Aandeel van RWE wel relevant
RWE had aangevoerd dat het beweerdelijke aandeel van 0,38 procent van de wereldwijde uitstoot te klein was om klimaatschade te veroorzaken. Ook zou er geen sprake kunnen zijn van juridische causaliteit omdat de uitstoot van RWE het schaderisico niet noemenswaardig zou doen toenemen en omdat het risico niet voorzienbaar zou zijn. De Duitse rechters maken korte metten met deze argumenten. Iedere uitstoot waar ook ter wereld dreigt bij aan klimaatverandering en daaraan gerelateerde risico’s. Zonder de uitstoot van RWE zou het risico dat het huis van de eiser wordt verwoest een beetje kleiner zijn. De rechters onderstrepen dat RWE de grootste uitstoter van CO2 in Europa is, en op de lijst van grootste uitstoters van de wereld de 23e plaats inneemt. Ook wijzen ze er op dat het bedrijf had kunnen voorzien dat klimaatschade zou optreden door hun activiteiten, omdat ten minste sinds 1965 de wetenschap hierover duidelijke standpunten innam. Grote energieproducenten dienen kennis te nemen van dergelijke ontwikkelingen in de wetenschap, aldus de rechters. Dat de eiser in Peru woont en de uitstoot in Europa plaatsvindt doet er niet toe.
Causaliteit
RWE had in eerste aanleg met succes betoogd dat er geen sprake was van juridische causaliteit. De rechters in hoger beroep zien dat anders. Door de uitstoot van CO2 uit met name haar kolencentrales veroorzaakt RWE rechtstreeks de dreigende inbreuk op het terrein van de eiser, zelfs als dit een langdurige causale keten in gang zet en uiteindelijk culmineert in een natuurgebeurtenis – namelijk de uitbarsting van het gletsjermeer, de GLOF. Deze natuurgebeurtenis vindt niet toevallig plaats, maar is te verwachten volgens de wetten van de atmosferische fysica. Omdat de gedaagde het klimaat beïnvloedt door de uitstoot van CO2, vinden de individuele handelingen van de causale keten vrijwel lineair, op een fysisch berekenbare wijze plaats, aldus de Duitse rechters.
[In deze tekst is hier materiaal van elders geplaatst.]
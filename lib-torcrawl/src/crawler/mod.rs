//! The crawl engine: a bounded deduplicated frontier, a pool of concurrent
//! workers behind one global rate limiter, and drain-aware termination.

mod counter;
mod downloader;
mod frontier;
mod limiter;
mod parser;
mod sink;
mod tree;
mod worker;

pub use self::counter::Counter;
pub use self::downloader::{ClientOpts, Downloaded, Downloader, HttpDownloader};
pub use self::frontier::{Frontier, FrontierStats, Task};
pub use self::limiter::RateLimiter;
pub use self::parser::{anchor_hrefs, checked_join, extract_links};
pub use self::sink::{CsvSink, FanoutSink, LogSink, MemorySink, Record, Sink, UNKNOWN_STATUS};
pub use self::tree::{LinkTree, Node};

use self::worker::CrawlWorker;

use futures::future;
use std::sync::Arc;
use tokio::time::Duration;
use tokio_util::sync::CancellationToken;
use url::Url;

use crate::Error;

/// How often the supervisor samples the frontier for the drain condition.
const SUPERVISOR_CADENCE: Duration = Duration::from_millis(150);

/// Configuration parameters for crawling.
#[derive(Debug, Clone)]
pub struct Parameters {
    pub workers: usize,
    pub queue_size: usize,
    pub rate: f64,
    pub burst: u32,
    /// Inclusive: depth 0 crawls the seeds only.
    pub max_depth: u16,
    /// Hard ceiling on one fetch, over and above the transport's own
    /// timeouts.
    pub request_timeout: Duration,
    pub do_not_log_stats: bool,
    pub log_stats_every_secs: f64,
}

/// Checks and canonicalizes a seed: http(s), a real host, no fragment.
pub fn normalize_seed(raw: &str) -> Result<Url, Error> {
    let mut url = Url::parse(raw.trim())?;

    if url.scheme() != "http" && url.scheme() != "https" {
        return Err(Error::UnacceptedScheme(raw.to_owned()));
    }
    if url.host_str().map(str::is_empty).unwrap_or(true) {
        return Err(Error::NoHost(raw.to_owned()));
    }
    url.set_fragment(None);

    Ok(url)
}

/// The crawl façade. Owns the frontier, the rate limiter and the shared
/// downloader for the duration of one run.
pub struct Crawler {
    downloader: Arc<dyn Downloader>,
    frontier: Arc<Frontier>,
    limiter: Arc<RateLimiter>,
    counter: Arc<Counter>,
    parameters: Parameters,
}

impl Crawler {
    pub fn new(downloader: Arc<dyn Downloader>, parameters: Parameters) -> Result<Crawler, Error> {
        if parameters.workers == 0 {
            return Err(Error::BadConfig("need at least one worker".to_owned()));
        }
        if parameters.queue_size == 0 {
            return Err(Error::BadConfig("queue size must be positive".to_owned()));
        }

        let limiter = Arc::new(RateLimiter::new(parameters.rate, parameters.burst)?);

        Ok(Crawler {
            downloader,
            frontier: Arc::new(Frontier::new(parameters.queue_size)),
            limiter,
            counter: Arc::new(Counter::default()),
            parameters,
        })
    }

    /// Offers seed URLs at depth 0 and reports how many were accepted.
    /// Invalid seeds are skipped with a log line.
    pub fn seed<I, S>(&self, raw_urls: I) -> usize
    where
        I: IntoIterator<Item = S>,
        S: AsRef<str>,
    {
        let mut added = 0;
        for raw in raw_urls {
            match normalize_seed(raw.as_ref()) {
                Ok(url) => {
                    if self.frontier.enqueue_if_new(Task {
                        url,
                        depth: 0,
                        parent: None,
                    }) {
                        added += 1;
                    }
                }
                Err(err) => log::warn!("skipping seed `{}`: {}", raw.as_ref(), err),
            }
        }

        added
    }

    pub fn counter(&self) -> Arc<Counter> {
        self.counter.clone()
    }

    pub fn stats(&self) -> FrontierStats {
        self.frontier.stats()
    }

    /// Runs the crawl to completion, streaming one record per page into
    /// `sink`.
    ///
    /// Returns `Ok(())` once the frontier has drained and every worker has
    /// stopped, or `Err(Error::Interrupted)` if `cancel` fired first. All
    /// other trouble (bad pages, timeouts, full queue) is absorbed into
    /// records, counters and logs.
    pub async fn run(&self, cancel: CancellationToken, sink: Arc<dyn Sink>) -> Result<(), Error> {
        let mut handles = Vec::with_capacity(self.parameters.workers);
        for worker_id in 0..self.parameters.workers {
            let worker = CrawlWorker {
                downloader: self.downloader.clone(),
                frontier: self.frontier.clone(),
                limiter: self.limiter.clone(),
                counter: self.counter.clone(),
                sink: sink.clone(),
                max_depth: self.parameters.max_depth,
                request_timeout: self.parameters.request_timeout,
            };
            handles.push(tokio::spawn(worker.run(worker_id, cancel.clone())));
        }

        if !self.parameters.do_not_log_stats {
            tokio::spawn(counter::log_stats(
                self.counter.clone(),
                self.frontier.clone(),
                self.parameters.log_stats_every_secs,
            ));
        }

        // The drain check: children are only enqueued by in-flight workers,
        // so an empty queue with nothing in flight is final. The condition
        // must hold on two consecutive ticks before we believe it, which
        // rules out sampling a task in the instant between dequeue and its
        // in-flight mark.
        let mut interrupted = false;
        let mut has_been_empty = false;
        let mut ticker = tokio::time::interval(SUPERVISOR_CADENCE);
        loop {
            tokio::select! {
                _ = cancel.cancelled() => {
                    log::info!("crawl cancelled; closing the frontier");
                    interrupted = true;
                    self.frontier.close_once();
                    break;
                }
                _ = ticker.tick() => {
                    let stats = self.frontier.stats();
                    if stats.queued == 0 && stats.inflight == 0 {
                        if has_been_empty {
                            log::debug!("frontier drained twice in a row; closing");
                            self.frontier.close_once();
                            break;
                        }
                        has_been_empty = true;
                    } else {
                        has_been_empty = false;
                    }
                }
            }
        }

        for outcome in future::join_all(handles).await {
            match outcome {
                Ok(Ok(())) => {}
                Ok(Err(Error::Interrupted)) => interrupted = true,
                Ok(Err(error)) => log::error!("worker failed: {}", error),
                Err(join_error) => log::error!("worker panicked: {}", join_error),
            }
        }

        let stats = self.frontier.stats();
        log::info!(
            "crawl done: {} pages, {} errors, {} dropped",
            self.counter.n_closed(),
            self.counter.n_error(),
            stats.dropped,
        );

        if interrupted {
            Err(Error::Interrupted)
        } else {
            Ok(())
        }
    }
}
use lazy_static::lazy_static;
use scraper::{Html, Selector};
use std::collections::HashSet;
use url::{ParseError, Url};

use crate::Error;

lazy_static! {
    static ref ANCHOR: Selector = Selector::parse("a[href]").expect("failed to parse static selector");
}

/// All raw `href` values of anchors, trimmed, in document order. This is the
/// common harvest behind link extraction and the mailto/tel collectors.
pub fn anchor_hrefs(html: &Html) -> Vec<String> {
    html.select(&ANCHOR)
        .filter_map(|element| element.value().attr("href"))
        .map(|href| href.trim().to_owned())
        .collect()
}

/// Performs a checked join, with all the common problems accounted for.
pub fn checked_join(base_url: &Url, raw: &str) -> Result<Url, Error> {
    let raw = raw.trim();

    // Get rid of those pesky "#" section references and of weird empty strings:
    if raw.is_empty() || raw.starts_with('#') {
        return Err(Error::BadLink(raw.to_owned()));
    }

    // Parse the thing.
    let maybe_url = raw.parse().or_else(|err| {
        if err == ParseError::RelativeUrlWithoutBase {
            base_url.join(raw)
        } else {
            Err(err)
        }
    });

    let mut url: Url = if let Ok(url) = maybe_url {
        url
    } else {
        return Err(Error::BadLink(raw.to_owned()));
    };

    // Now, make sure this is really HTTP (not mail, javascript and what not):
    if url.scheme() != "http" && url.scheme() != "https" {
        return Err(Error::UnacceptedScheme(raw.to_owned()));
    }

    // Check that resolution produced a real host:
    if url.host_str().map(str::is_empty).unwrap_or(true) {
        return Err(Error::NoHost(raw.to_owned()));
    }

    // Section references never name a different page:
    url.set_fragment(None);

    Ok(url)
}

/// Extracts the absolute child URLs of a page: every anchor resolved against
/// `base_url`, filtered by `checked_join`, deduplicated in first-seen order.
/// Malformed HTML does not abort; the parse is best-effort.
pub fn extract_links(content: &[u8], base_url: &Url) -> Vec<Url> {
    let html = Html::parse_document(&String::from_utf8_lossy(content));

    let mut emitted = HashSet::new();
    let mut links = Vec::new();
    for raw in anchor_hrefs(&html) {
        match checked_join(base_url, &raw) {
            Ok(url) => {
                if emitted.insert(url.to_string()) {
                    links.push(url);
                }
            }
            Err(err) => log::debug!("at {}: {}", base_url, err),
        }
    }

    links
}
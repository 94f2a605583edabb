use std::sync::atomic::{AtomicUsize, Ordering};
use std::sync::Arc;
use tokio::time::Duration;

use super::frontier::Frontier;

#[derive(Debug, Default)]
pub struct Counter {
    /// All tasks finished, no matter the outcome.
    closed_count: AtomicUsize,
    /// All tasks finished with a transport-level error.
    error_count: AtomicUsize,
}

impl Counter {
    pub fn register_closed(&self) {
        self.closed_count.fetch_add(1, Ordering::Release);
    }

    pub fn register_error(&self) {
        self.error_count.fetch_add(1, Ordering::Release);
    }

    pub fn n_closed(&self) -> usize {
        self.closed_count.load(Ordering::Acquire)
    }

    pub fn n_error(&self) -> usize {
        self.error_count.load(Ordering::Acquire)
    }
}

/// Logs crawl progress from time to time, until the frontier is closed and
/// everything in flight has landed.
pub async fn log_stats(counter: Arc<Counter>, frontier: Arc<Frontier>, every_secs: f64) {
    let mut ticker = tokio::time::interval(Duration::from_secs_f64(every_secs));
    ticker.tick().await; // the immediate first tick

    loop {
        ticker.tick().await;
        let stats = frontier.stats();
        log::info!(
            "{} crawled ({} errors); {} queued, {} in flight, {} seen, {} dropped",
            counter.n_closed(),
            counter.n_error(),
            stats.queued,
            stats.inflight,
            stats.seen,
            stats.dropped,
        );

        if stats.closed && stats.queued == 0 && stats.inflight == 0 {
            break;
        }
    }
}
use async_channel::{Receiver, Sender, TrySendError};
use std::collections::HashSet;
use std::sync::atomic::{AtomicUsize, Ordering};
use std::sync::Mutex;
use url::Url;

/// A unit of crawl work: a page to fetch and how far from the seeds it was
/// found. The parent is recorded at enqueue time so that tree-shaped sinks
/// can link the outcome to the page that discovered it.
#[derive(Debug, Clone)]
pub struct Task {
    pub url: Url,
    pub depth: u16,
    pub parent: Option<Url>,
}

#[derive(Debug, Clone, Copy, PartialEq, Eq)]
pub struct FrontierStats {
    pub queued: usize,
    pub inflight: usize,
    pub seen: usize,
    pub dropped: usize,
    pub closed: bool,
}

/// The bounded, deduplicated work queue shared by all workers.
///
/// A URL enters `seen` the moment it is offered, whether or not it also
/// enters the queue. Dedup is therefore global for the whole run: a URL
/// rediscovered at a lower depth is not enqueued a second time.
#[derive(Debug)]
pub struct Frontier {
    sender: Sender<Task>,
    receiver: Receiver<Task>,
    seen: Mutex<HashSet<String>>,
    inflight: AtomicUsize,
    dropped: AtomicUsize,
}

impl Frontier {
    pub fn new(queue_size: usize) -> Frontier {
        let (sender, receiver) = async_channel::bounded(queue_size);

        Frontier {
            sender,
            receiver,
            seen: Mutex::new(HashSet::new()),
            inflight: AtomicUsize::new(0),
            dropped: AtomicUsize::new(0),
        }
    }

    /// Atomically tests the URL against `seen` and, if new, offers the task
    /// to the queue. Returns `true` only if the task was actually queued.
    /// A full or closed queue drops the task (counted), but the URL stays
    /// marked as seen.
    pub fn enqueue_if_new(&self, task: Task) -> bool {
        {
            let mut seen = self.seen.lock().expect("frontier seen set poisoned");
            if !seen.insert(task.url.to_string()) {
                return false;
            }
        }

        match self.sender.try_send(task) {
            Ok(()) => true,
            Err(TrySendError::Full(task)) => {
                self.dropped.fetch_add(1, Ordering::Release);
                log::warn!("frontier full; dropping {}", task.url);
                false
            }
            Err(TrySendError::Closed(task)) => {
                self.dropped.fetch_add(1, Ordering::Release);
                log::debug!("frontier closed; dropping {}", task.url);
                false
            }
        }
    }

    /// Receives the next task, or `None` once the queue is closed and
    /// drained. Safe to call from any number of workers at once.
    pub async fn next(&self) -> Option<Task> {
        self.receiver.recv().await.ok()
    }

    pub fn mark_start(&self) {
        self.inflight.fetch_add(1, Ordering::Release);
    }

    pub fn mark_done(&self) {
        self.inflight.fetch_sub(1, Ordering::Release);
    }

    pub fn stats(&self) -> FrontierStats {
        FrontierStats {
            queued: self.receiver.len(),
            inflight: self.inflight.load(Ordering::Acquire),
            seen: self.seen.lock().expect("frontier seen set poisoned").len(),
            dropped: self.dropped.load(Ordering::Acquire),
            closed: self.sender.is_closed(),
        }
    }

    /// Closes the queue. Already-queued tasks can still be received; further
    /// enqueues are dropped. Calling this more than once is a no-op.
    pub fn close_once(&self) -> bool {
        self.receiver.close()
    }
}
Ze voegde nog toe dat dit niet betekent dat iedereen een rechtszaak tegen een ander kan beginnen, omdat iedereen bijdraagt aan klimaatverandering. Aansprakelijkheid ontstaat slechts als er bovengemiddeld wordt uitgestoten, zoals in dit geval door een energieproducent als RWE.
Onrechtmatigheid
Het doet niet ter zake of het handelen van RWE al dan niet rechtmatig was. RWE had aangevoerd dat het de nodige vergunningen had en binnen de grenzen van de wet handelt. De door eiser aangevoerde (dreigende) inbreuk op eigendomsrechten is toch onrechtmatig volgens de rechters omdat het gevolg van de verstorende handeling – de CO2-uitstoot – in strijd is met de rechtsorde. Op de eiser rust geen verplichting tot het gedogen (dulden) van de inbreuk die het verbod ongeldig zouden maken. De (dreigende) aantasting van zijn vermogen is volgens de stelling van eiser onrechtmatig. Het OLG Hamm is het hiermee eens: “Beslissend is niet of de verstorende handeling onrechtmatig is (zogenaamde onrechtmatige daad), maar of het resulterende resultaat in strijd is met de rechtsorde (zogenaamde onrechtmatige uitkomst). De rechters zijn het niet eens met de andersluidende opvatting van gedaagde (…) dat voor een verweer op grond van artikel 1004 lid 1 BGB een aantasting door onrechtmatige daad van de verstorende partij vereist is, hetgeen hier ontbreekt omdat de door gedaagde en haar dochterondernemingen uitgestoten emissies zijn goedgekeurd.” Die rechtsopvatting komt namelijk niet overeen met de bewoordingen van artikel 1004 BGB en ook niet met de grondslag van het Duitse BGB. In tegenstelling tot artikel 823 (1) BGB vereist artikel 1004 van het Duitse Burgerlijk Wetboek geen onrechtmatige inbreuk op een rechtsbelang.
Geen imminent gevaar
Volgens de Duitse rechtspraak inzake art. 1004 BGB moet er sprake zijn van een daadwerkelijke of op zijn minst voldoende concreet dreigende aantasting van de eigendommen van een ander in een individueel geval. Een toewijsbare vordering ontstaat daarom pas op het moment dat er een voldoende concreet gevaar is ontstaan dat tot schade kan leiden, en op grond waarvan ingrijpen vereist is. Een potentieel, abstract of theoretisch gevaar is niet voldoende. Het optreden van de gevreesde verstoring dient binnenkort of in de voorzienbare toekomst te verwachten te zijn, of te dreigen. Er moet met andere woorden sprake zijn van een imminent gevaar. De eis werd uiteindelijk afgewezen doordat de kans op het ontstaan van schade via een GLOF in de komende drie decennia minder dan 1 procent zou zijn.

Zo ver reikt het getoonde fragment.